INSTRUCTIONS FOR THE TASK:
Only one stretch of the listing below is wanted. Begin at the line that has "pub const T_0: f64 = 273.15;", stop after the line that has "pub fn p(rho: f64)", and repeat every line in between exactly.
(SOURCE DATA)
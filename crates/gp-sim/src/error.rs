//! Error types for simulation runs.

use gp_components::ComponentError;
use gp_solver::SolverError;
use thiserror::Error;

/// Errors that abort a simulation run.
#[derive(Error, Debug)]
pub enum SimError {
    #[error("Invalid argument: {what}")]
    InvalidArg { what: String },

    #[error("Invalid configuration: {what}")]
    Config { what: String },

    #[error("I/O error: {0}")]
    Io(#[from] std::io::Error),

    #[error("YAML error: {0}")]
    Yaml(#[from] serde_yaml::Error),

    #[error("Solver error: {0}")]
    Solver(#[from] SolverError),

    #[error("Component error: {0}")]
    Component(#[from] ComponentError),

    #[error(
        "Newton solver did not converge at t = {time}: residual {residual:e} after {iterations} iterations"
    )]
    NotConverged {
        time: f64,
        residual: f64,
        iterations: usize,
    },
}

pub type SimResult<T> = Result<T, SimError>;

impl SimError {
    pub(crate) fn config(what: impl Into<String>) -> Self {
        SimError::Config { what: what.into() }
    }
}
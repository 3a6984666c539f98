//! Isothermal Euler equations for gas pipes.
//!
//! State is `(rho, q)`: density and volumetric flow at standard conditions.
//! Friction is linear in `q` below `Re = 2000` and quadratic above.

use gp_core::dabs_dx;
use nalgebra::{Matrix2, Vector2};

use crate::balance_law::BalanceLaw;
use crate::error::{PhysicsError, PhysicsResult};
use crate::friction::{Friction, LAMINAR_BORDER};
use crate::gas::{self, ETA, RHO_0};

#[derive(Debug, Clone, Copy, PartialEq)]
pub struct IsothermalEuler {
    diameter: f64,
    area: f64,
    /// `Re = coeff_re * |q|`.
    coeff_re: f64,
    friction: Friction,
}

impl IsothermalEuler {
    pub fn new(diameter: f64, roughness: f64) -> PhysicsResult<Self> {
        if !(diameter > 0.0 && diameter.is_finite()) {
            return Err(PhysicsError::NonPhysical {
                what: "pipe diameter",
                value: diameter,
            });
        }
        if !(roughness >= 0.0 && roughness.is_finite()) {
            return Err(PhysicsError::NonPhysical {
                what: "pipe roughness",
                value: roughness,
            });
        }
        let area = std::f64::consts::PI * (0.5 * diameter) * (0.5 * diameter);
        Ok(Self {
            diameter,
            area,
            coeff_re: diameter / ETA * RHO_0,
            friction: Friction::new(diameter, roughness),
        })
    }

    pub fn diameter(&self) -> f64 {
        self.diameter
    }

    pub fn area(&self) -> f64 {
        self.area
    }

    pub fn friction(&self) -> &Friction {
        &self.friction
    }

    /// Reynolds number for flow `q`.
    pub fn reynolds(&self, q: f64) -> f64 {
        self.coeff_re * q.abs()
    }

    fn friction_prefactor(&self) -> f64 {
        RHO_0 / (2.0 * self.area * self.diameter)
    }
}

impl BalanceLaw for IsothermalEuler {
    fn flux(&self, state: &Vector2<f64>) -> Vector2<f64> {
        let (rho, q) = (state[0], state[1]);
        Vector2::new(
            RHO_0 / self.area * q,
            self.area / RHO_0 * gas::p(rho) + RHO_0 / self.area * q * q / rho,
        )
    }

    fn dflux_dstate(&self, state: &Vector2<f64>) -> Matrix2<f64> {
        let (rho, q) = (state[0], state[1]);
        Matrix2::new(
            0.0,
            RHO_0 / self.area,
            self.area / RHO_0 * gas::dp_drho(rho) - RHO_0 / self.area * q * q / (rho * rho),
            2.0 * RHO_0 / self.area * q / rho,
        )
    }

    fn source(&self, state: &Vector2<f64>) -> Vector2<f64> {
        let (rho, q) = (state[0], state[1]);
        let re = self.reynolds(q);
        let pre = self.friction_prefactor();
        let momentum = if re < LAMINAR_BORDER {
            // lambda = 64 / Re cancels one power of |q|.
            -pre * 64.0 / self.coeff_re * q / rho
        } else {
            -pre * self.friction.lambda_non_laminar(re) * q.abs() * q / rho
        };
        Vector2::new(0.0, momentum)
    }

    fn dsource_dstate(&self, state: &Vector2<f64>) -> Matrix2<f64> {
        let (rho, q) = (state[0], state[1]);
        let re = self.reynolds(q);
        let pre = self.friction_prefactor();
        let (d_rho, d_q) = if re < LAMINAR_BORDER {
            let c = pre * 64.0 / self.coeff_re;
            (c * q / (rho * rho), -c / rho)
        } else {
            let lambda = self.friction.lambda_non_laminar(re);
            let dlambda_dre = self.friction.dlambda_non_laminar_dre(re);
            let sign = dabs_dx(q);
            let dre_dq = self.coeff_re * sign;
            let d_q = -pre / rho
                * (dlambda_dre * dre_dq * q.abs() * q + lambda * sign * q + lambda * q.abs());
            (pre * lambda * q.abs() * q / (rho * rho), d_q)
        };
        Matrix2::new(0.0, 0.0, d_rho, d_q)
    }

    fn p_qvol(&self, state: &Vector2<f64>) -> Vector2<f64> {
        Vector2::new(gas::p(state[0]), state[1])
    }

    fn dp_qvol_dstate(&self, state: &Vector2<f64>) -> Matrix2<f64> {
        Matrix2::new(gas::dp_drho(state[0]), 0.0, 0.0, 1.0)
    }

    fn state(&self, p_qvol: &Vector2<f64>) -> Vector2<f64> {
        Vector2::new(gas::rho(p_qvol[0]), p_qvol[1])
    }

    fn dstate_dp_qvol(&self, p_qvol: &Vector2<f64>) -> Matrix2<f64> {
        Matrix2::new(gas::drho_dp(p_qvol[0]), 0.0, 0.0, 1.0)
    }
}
(End SOURCE DATA)
(SOURCE DATA)
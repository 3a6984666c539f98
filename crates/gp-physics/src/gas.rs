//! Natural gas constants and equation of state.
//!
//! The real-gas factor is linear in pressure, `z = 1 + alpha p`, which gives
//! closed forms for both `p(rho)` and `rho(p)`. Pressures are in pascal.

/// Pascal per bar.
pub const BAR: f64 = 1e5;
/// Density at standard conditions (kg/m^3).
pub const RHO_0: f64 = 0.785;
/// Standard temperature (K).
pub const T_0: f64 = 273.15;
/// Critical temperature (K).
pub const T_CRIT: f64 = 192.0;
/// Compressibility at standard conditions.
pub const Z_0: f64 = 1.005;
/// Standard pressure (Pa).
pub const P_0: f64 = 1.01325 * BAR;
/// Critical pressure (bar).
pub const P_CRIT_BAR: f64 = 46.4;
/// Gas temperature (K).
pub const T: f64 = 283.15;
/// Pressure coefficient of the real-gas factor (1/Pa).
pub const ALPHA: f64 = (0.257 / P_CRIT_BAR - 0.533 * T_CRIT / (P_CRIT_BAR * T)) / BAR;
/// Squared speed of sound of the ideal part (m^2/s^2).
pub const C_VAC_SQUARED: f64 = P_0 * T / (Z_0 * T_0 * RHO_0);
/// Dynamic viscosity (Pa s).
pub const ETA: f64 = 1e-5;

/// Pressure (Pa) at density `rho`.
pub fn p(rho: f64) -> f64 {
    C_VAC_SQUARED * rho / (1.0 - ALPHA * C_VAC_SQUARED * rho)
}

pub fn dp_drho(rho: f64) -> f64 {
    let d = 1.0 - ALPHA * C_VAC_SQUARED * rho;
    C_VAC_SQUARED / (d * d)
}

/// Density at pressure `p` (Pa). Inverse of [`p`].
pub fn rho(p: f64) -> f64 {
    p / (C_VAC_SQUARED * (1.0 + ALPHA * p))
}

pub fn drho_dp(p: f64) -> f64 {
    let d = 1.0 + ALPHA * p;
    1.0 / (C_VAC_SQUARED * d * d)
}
(End SOURCE DATA)
SOLUTION FOR THIS TASK:
pub const T_0: f64 = 273.15;
/// Critical temperature (K).
pub const T_CRIT: f64 = 192.0;
/// Compressibility at standard conditions.
pub const Z_0: f64 = 1.005;
/// Standard pressure (Pa).
pub const P_0: f64 = 1.01325 * BAR;
/// Critical pressure (bar).
pub const P_CRIT_BAR: f64 = 46.4;
/// Gas temperature (K).
pub const T: f64 = 283.15;
/// Pressure coefficient of the real-gas factor (1/Pa).
pub const ALPHA: f64 = (0.257 / P_CRIT_BAR - 0.533 * T_CRIT / (P_CRIT_BAR * T)) / BAR;
/// Squared speed of sound of the ideal part (m^2/s^2).
pub const C_VAC_SQUARED: f64 = P_0 * T / (Z_0 * T_0 * RHO_0);
/// Dynamic viscosity (Pa s).
pub const ETA: f64 = 1e-5;

/// Pressure (Pa) at density `rho`.
pub fn p(rho: f64) -> f64 {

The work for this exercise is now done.